Giro de Estados Unidos en Ucrania: de la guerra proxy al reparto del botín

Claudia Cinatti

Ideas de Izquierda

En las primeras cuatro semanas como presidente, Donald Trump dio un giro copernicano en la política exterior de Estados Unidos. En el contexto de este cambio de paradigma se inscribe la aceleración política de la Casa Blanca para poner fin a la guerra de Ucrania, lo que junto con la estabilización reaccionaria en el Medio Oriente son sus dos prioridades geopolíticas más urgentes. En un abrir y cerrar de ojos Estados Unidos pasó de la estrategia de Joe Biden de armar a Ucrania y alinear a los aliados occidentales de la UE-OTAN en una guerra proxy para debilitar a Rusia, a iniciar una negociación de cese del fuego directamente con Vladimir Putin, dejando afuera de la mesa a quienes hasta ayer nomás compartían el bando militar: las potencias europeas y el presidente ucraniano Volodymyr Zelenski.

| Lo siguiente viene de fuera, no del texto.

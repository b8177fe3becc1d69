//! HTTP Handlers

use std::sync::Arc;

use axum::Json;
use axum::extract::{Query, State};
use axum::http::{StatusCode, header};
use axum::response::IntoResponse;
use platform::mail::MailQueue;

use crate::application::config::AuthConfig;
use crate::application::token_issuer::SessionTokenIssuer;
use crate::application::{
    ChangeEmailUseCase, ChangeUsernameUseCase, RegisterInput, RegisterUseCase,
    ResendVerificationUseCase, ResetPasswordInput, ResetPasswordUseCase, SignInInput,
    SignInUseCase, VerificationMailer, VerifyEmailUseCase,
};
use crate::domain::repository::AccountRepository;
use crate::error::AuthResult;
use crate::presentation::dto::{
    ChangeEmailRequest, ChangeUsernameRequest, LoginRequest, LoginResponse, MessageResponse,
    RegisterRequest, RegisterResponse, ResendVerificationRequest, ResendVerificationResponse,
    ResetPasswordRequest, ResetPasswordResponse, UserResponse, VerifyQuery,
};
use crate::presentation::middleware::{AuthMiddlewareState, CurrentAccount};

/// Shared state for auth handlers
#[derive(Clone)]
pub struct AuthAppState<R>
where
    R: AccountRepository + Clone + Send + Sync + 'static,
{
    pub repo: Arc<R>,
    pub config: Arc<AuthConfig>,
    pub tokens: Arc<SessionTokenIssuer>,
    pub mailer: VerificationMailer,
}

impl<R> AuthAppState<R>
where
    R: AccountRepository + Clone + Send + Sync + 'static,
{
    pub fn new(repo: R, config: AuthConfig, queue: MailQueue) -> Self {
        let tokens = SessionTokenIssuer::from_config(&config);
        let mailer = VerificationMailer::new(queue, &config);
        Self {
            repo: Arc::new(repo),
            config: Arc::new(config),
            tokens: Arc::new(tokens),
            mailer,
        }
    }

    /// State for [`require_auth`](crate::presentation::middleware::require_auth),
    /// sharing this state's repository and signing key.
    pub fn middleware_state(&self) -> AuthMiddlewareState<R> {
        AuthMiddlewareState {
            repo: self.repo.clone(),
            config: self.config.clone(),
            tokens: self.tokens.clone(),
        }
    }
}

// ============================================================================
// Registration & Verification
// ============================================================================

/// POST /api/register
pub async fn register<R>(
    State(state): State<AuthAppState<R>>,
    Json(req): Json<RegisterRequest>,
) -> AuthResult<impl IntoResponse>
where
    R: AccountRepository + Clone + Send + Sync + 'static,
{
    let use_case = RegisterUseCase::new(
        state.repo.clone(),
        state.config.clone(),
        state.mailer.clone(),
    );

    let output = use_case
        .execute(RegisterInput {
            username: req.username,
            email: req.email,
            password: req.password,
        })
        .await?;

    Ok((
        StatusCode::CREATED,
        Json(RegisterResponse {
            message: "Account created. Check your email to verify your address.".to_string(),
            recovery_key: output.recovery_key.into_string(),
        }),
    ))
}

/// GET /api/verify?token=
pub async fn verify_email<R>(
    State(state): State<AuthAppState<R>>,
    Query(query): Query<VerifyQuery>,
) -> AuthResult<Json<MessageResponse>>
where
    R: AccountRepository + Clone + Send + Sync + 'static,
{
    VerifyEmailUseCase::new(state.repo.clone())
        .execute(&query.token)
        .await?;

    Ok(Json(MessageResponse::new("Email verified")))
}

/// POST /api/resend-verification
pub async fn resend_verification<R>(
    State(state): State<AuthAppState<R>>,
    Json(req): Json<ResendVerificationRequest>,
) -> AuthResult<Json<ResendVerificationResponse>>
where
    R: AccountRepository + Clone + Send + Sync + 'static,
{
    let use_case = ResendVerificationUseCase::new(
        state.repo.clone(),
        state.config.clone(),
        state.mailer.clone(),
    );

    let output = use_case.execute(&req.email).await?;

    Ok(Json(ResendVerificationResponse {
        message: "Verification email sent".to_string(),
        expires_at: output.expires_at,
        resend_count: output.resend_count,
        resend_limit: output.resend_limit,
        remaining_quota: output.remaining_quota,
    }))
}

// ============================================================================
// Session
// ============================================================================

/// POST /api/login
pub async fn login<R>(
    State(state): State<AuthAppState<R>>,
    Json(req): Json<LoginRequest>,
) -> AuthResult<impl IntoResponse>
where
    R: AccountRepository + Clone + Send + Sync + 'static,
{
    let use_case = SignInUseCase::new(
        state.repo.clone(),
        state.config.clone(),
        state.tokens.clone(),
    );

    let output = use_case
        .execute(SignInInput {
            identifier: req.identifier,
            password: req.password,
        })
        .await?;

    let mut response = Json(LoginResponse {
        token: output.token.clone(),
        expires_at: output.expires_at,
    })
    .into_response();

    if let Some(cookie) = state.config.session_cookie().set_cookie_header(&output.token) {
        response.headers_mut().insert(header::SET_COOKIE, cookie);
    }

    Ok(response)
}

/// POST /api/logout
///
/// Only clears the cookie. Issued tokens stay valid until they expire.
pub async fn logout<R>(State(state): State<AuthAppState<R>>) -> impl IntoResponse
where
    R: AccountRepository + Clone + Send + Sync + 'static,
{
    let mut response = Json(MessageResponse::new("Logged out")).into_response();
    if let Some(cookie) = state.config.session_cookie().delete_cookie_header() {
        response.headers_mut().insert(header::SET_COOKIE, cookie);
    }
    response
}

// ============================================================================
// Recovery
// ============================================================================

/// POST /api/reset-password
pub async fn reset_password<R>(
    State(state): State<AuthAppState<R>>,
    Json(req): Json<ResetPasswordRequest>,
) -> AuthResult<Json<ResetPasswordResponse>>
where
    R: AccountRepository + Clone + Send + Sync + 'static,
{
    let use_case = ResetPasswordUseCase::new(state.repo.clone(), state.config.clone());

    let username = use_case
        .execute(ResetPasswordInput {
            recovery_key: req.recovery_key,
            new_password: req.new_password,
        })
        .await?;

    Ok(Json(ResetPasswordResponse {
        message: "Password updated".to_string(),
        username: username.original().to_string(),
    }))
}

// ============================================================================
// Account (requires authentication)
// ============================================================================

/// GET /api/user
pub async fn current_user(current: CurrentAccount) -> Json<UserResponse> {
    let account = current.account;
    Json(UserResponse {
        id: account.id.into_uuid(),
        username: account.username.original().to_string(),
        email: account.email.as_str().to_string(),
        is_verified: account.is_verified(),
    })
}

/// PUT /api/account/change-username
pub async fn change_username<R>(
    State(state): State<AuthAppState<R>>,
    current: CurrentAccount,
    Json(req): Json<ChangeUsernameRequest>,
) -> AuthResult<Json<MessageResponse>>
where
    R: AccountRepository + Clone + Send + Sync + 'static,
{
    ChangeUsernameUseCase::new(state.repo.clone())
        .execute(current.id, &req.username)
        .await?;

    Ok(Json(MessageResponse::new("Username updated")))
}

/// PUT /api/account/change-email
pub async fn change_email<R>(
    State(state): State<AuthAppState<R>>,
    current: CurrentAccount,
    Json(req): Json<ChangeEmailRequest>,
) -> AuthResult<Json<MessageResponse>>
where
    R: AccountRepository + Clone + Send + Sync + 'static,
{
    ChangeEmailUseCase::new(state.repo.clone())
        .execute(current.id, &req.email)
        .await?;

    Ok(Json(MessageResponse::new("Email updated")))
}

La saga comenzó con un llamado personal entre Trump y Putin y continuó con una reunión bilateral encabezada por el secretario de estado Marco Rubio y el canciller ruso Sergei Lavrov en Riad, con el príncipe Mohammed bin Salman como anfitrión, que dicho sea de paso aprovechó la oportunidad para probarse el traje de “líder global” y proyectar la influencia saudita más allá del Medio Oriente.

Si bien no se conocen los términos concretos de la negociación, es decir, hasta dónde llega la capitulación de Ucrania, lo que trascendió de este primer encuentro formal –quizás la antesala de una cumbre entre Trump y Putin- es que Estados Unidos y Rusia habrían manifestado la intención de restaurar relaciones diplomáticas y abrir oportunidades de negocios, en particular para las petroleras norteamericanas.

La rápida rehabilitación de Putin, que había sido condenado al ostracismo por Occidente después de que invadiera Ucrania, contrasta con el ataque en regla de Trump contra su ¿ex aliado? Zelenski, con quien tiene además una vieja enemistad que se remonta a las causas del impeachment de su primer mandato. Le dijo que era un “comediante mediocre”, un “dictador” que arrastró a Estados Unidos a involucrarse en una guerra costosa, exigiéndole la entrega de la mitad de los recursos minerales (en particular las tierras raras) para devolver la ayuda militar recibida bajo la administración Biden (según Trump debería unos 500.000 millones de dólares) y usarlos a cuenta de la asistencia que pueda recibir de la Casa Blanca en un eventual escenario pos cese del fuego. Cabe recordar que quien ofreció primero a Trump un acceso privilegiado a esos recursos estratégicos a cambio de que este sostenga la asistencia militar sin la cual Ucrania sucumbiría en cuestión de días, fue el propio Zelenski.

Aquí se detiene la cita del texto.